Ces différentes significations montrent que
la catégorie de peuple possède un double avantage par rapport aux concepts de
classe et de nation. D’une part, le peuple peut être utilisé comme un synonyme
de la classe ouvrière ou du prolétariat en désignant une majorité sociale
opposée à une élite, sans pour autant référer explicitement au langage parfois
rebutant de la lutte des classes. D’autre part, le peuple peut également être
associé à l’imaginaire de la nation sans désigner exclusivement une appartenance
à une culture historique et majoritaire, permettant ainsi à divers groupes
sociaux et culturels de se fédérer autour de cette idée commune.

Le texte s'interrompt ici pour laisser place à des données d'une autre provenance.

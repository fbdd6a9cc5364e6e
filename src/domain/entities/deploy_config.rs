//! Deployment descriptor
//!
//! The in-memory form of `build.json`. Persistence lives in
//! `infrastructure::config`; this type only knows its own shape.

use serde::{Deserialize, Serialize};
use serde_json::{Map, Value};

use super::host::HostDescriptor;

/// Build host, install targets and the commands that tie them together
#[derive(Debug, Clone, Default, PartialEq, Serialize, Deserialize)]
#[serde(default)]
pub struct DeployConfig {
    #[serde(rename = "buildSystem")]
    pub build_system: HostDescriptor,
    #[serde(rename = "installTargets")]
    pub install_targets: Vec<HostDescriptor>,
    #[serde(rename = "buildCLI")]
    pub build_cli: String,
    #[serde(rename = "publishCLI")]
    pub publish_cli: String,
    #[serde(rename = "packageName")]
    pub package_name: String,
    #[serde(flatten)]
    pub extra: Map<String, Value>,
}

impl DeployConfig {
    pub fn new(build_system: HostDescriptor) -> Self {
        Self {
            build_system,
            ..Self::default()
        }
    }

    pub fn with_target(mut self, target: HostDescriptor) -> Self {
        self.install_targets.push(target);
        self
    }

    pub fn with_build_cli(mut self, cli: impl Into<String>) -> Self {
        self.build_cli = cli.into();
        self
    }

    pub fn with_publish_cli(mut self, cli: impl Into<String>) -> Self {
        self.publish_cli = cli.into();
        self
    }

    pub fn with_package_name(mut self, name: impl Into<String>) -> Self {
        self.package_name = name.into();
        self
    }

    /// Whether the build system produces an RPM
    pub fn is_rpm(&self) -> bool {
        self.build_system.is_rpm()
    }

    /// Dotted paths of keys that were kept verbatim because they are unknown
    pub fn unknown_keys(&self) -> Vec<String> {
        let mut keys: Vec<String> = self.extra.keys().cloned().collect();
        collect_host_keys("buildSystem", &self.build_system, &mut keys);
        for (i, target) in self.install_targets.iter().enumerate() {
            collect_host_keys(&format!("installTargets[{}]", i), target, &mut keys);
        }
        keys
    }
}

fn collect_host_keys(prefix: &str, host: &HostDescriptor, out: &mut Vec<String>) {
    out.extend(host.extra.keys().map(|k| format!("{}.{}", prefix, k)));
    out.extend(host.ssh.extra.keys().map(|k| format!("{}.ssh.{}", prefix, k)));
}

Le peuple est
une catégorie à la fois plus générale et plus inclusive que les idées plus
étroites de classe et de nation qui amènent presque toujours des divisions ou
des contradictions au sein du peuple.
De plus, ce concept permet de construire un
antagonisme entre la grande majorité de la population et une minorité
privilégiée, le 99% et le 1%, tout en évitant la piètre distinction entre
riches et pauvres dans laquelle la classe moyenne ne se reconnaît pas. Pour le
dire schématiquement, il ne s’agit pas d’opposer la gauche et la droite qui
sont deux idéologies trop complexes pour le commun des mortels, mais bien de créer
une ligne de démarcation entre « ceux d’en haut » et « ceux d’en
bas ». Le peuple ne renvoie pas dans ce cas au populus romain, c’est-à-dire à l’ensemble des citoyens, mais à un
sous-ensemble du corps politique : la plèbe (plebs). À l’époque de la République romaine, la plèbe ne se
limitait pas aux couches inférieures ou au lumpenprolétariat, mais accueillait
toute personne qui adhérait à ses idéaux et s’opposait aux patriciens et aux
institutions oligarchiques qui favorisaient la grande noblesse. La plèbe
comprenait une partie des couches aisées (homines
quasi-boni), les classes moyennes (professionnels, artisans, boutiquiers), les
prolétaires (petits
artisans, journaliers, employés précaires), les paysans (90% de la population)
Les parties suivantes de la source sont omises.